• _Given records_
▶

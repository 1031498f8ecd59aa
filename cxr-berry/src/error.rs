//! 运行时错误.

use crate::geometry::SizeChange;
use crate::Idx2d;
use thiserror::Error;

/// 归一化或几何标准化的运行时错误.
///
/// "分割未找到肺部" 不属于错误, 它由 [`crate::Normalized::NoLungsFound`]
/// 和 [`crate::Standardized::NoLungsFound`] 表示.
#[derive(Error, Debug, Clone, PartialEq)]
pub enum NormError {
    /// sigma 序列为空.
    #[error("sigma 序列不能为空")]
    EmptySigmas,

    /// sigma 非正、非有限, 或序列没有严格递增.
    #[error("非法 sigma 值: {0}")]
    InvalidSigma(f64),

    /// 参考系数个数与能量带个数不一致.
    #[error("参考系数个数 {actual} 与能量带个数 {expected} 不一致")]
    CoefficientMismatch {
        /// 能量带个数.
        expected: usize,
        /// 实际提供的系数个数.
        actual: usize,
    },

    /// 能量带之间形状不一致, 或能量带为空.
    #[error("能量带形状不一致")]
    BandShapeMismatch,

    /// 掩膜 / 分割结果 / 待回放图像的形状与期望不符.
    #[error("形状不符: 期望 {expected:?}, 实际 {actual:?}")]
    ShapeMismatch {
        /// 期望形状 (高, 宽).
        expected: Idx2d,
        /// 实际形状 (高, 宽).
        actual: Idx2d,
    },

    /// 统计区域不包含任何像素.
    #[error("统计区域为空")]
    EmptyRegion,

    /// 某能量带在统计区域内的标准差为零、过小或非有限值.
    #[error("第 {band} 个能量带的标准差退化: {stdev}")]
    DegenerateBand {
        /// 能量带索引.
        band: usize,
        /// 该能量带的标准差.
        stdev: f64,
    },

    /// 输入图像没有像素.
    #[error("输入图像为空")]
    EmptyImage,

    /// 像素间距非正或非有限.
    #[error("非法像素间距")]
    InvalidSpacing,

    /// 目标边长为 0.
    #[error("非法目标边长: {0}")]
    InvalidTargetSize(usize),

    /// 裁剪边距为负或非有限值 (单位: 毫米).
    #[error("非法裁剪边距: {0} mm")]
    InvalidMargin(f64),

    /// 去黑边阈值比例为负或非有限值.
    #[error("非法去黑边阈值比例: {0}")]
    InvalidThreshold(f64),

    /// 用于裁剪的掩膜不含前景像素.
    #[error("掩膜不含前景像素, 无法裁剪")]
    EmptyMask,

    /// 尺寸变化记录自相矛盾, 无法回放 (如裁剪量超过图像尺寸).
    #[error("非法尺寸变化记录: {0:?}")]
    InvalidRecord(SizeChange),

    /// 强度窗口上下限非法.
    #[error("非法强度窗口: [{lower}, {upper}]")]
    InvalidWindow {
        /// 窗下限.
        lower: f64,
        /// 窗上限.
        upper: f64,
    },
}

/// 归一化 / 标准化运行时结果.
pub type NormResult<T> = Result<T, NormError>;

◀

• _Task prompt_
In the listing, find all lines with the string "crate" and copy them.

• _Exercise solution_
use crate::geometry::SizeChange;
use crate::Idx2d;
/// "分割未找到肺部" 不属于错误, 它由 [`crate::Normalized::NoLungsFound`]
/// 和 [`crate::Standardized::NoLungsFound`] 表示.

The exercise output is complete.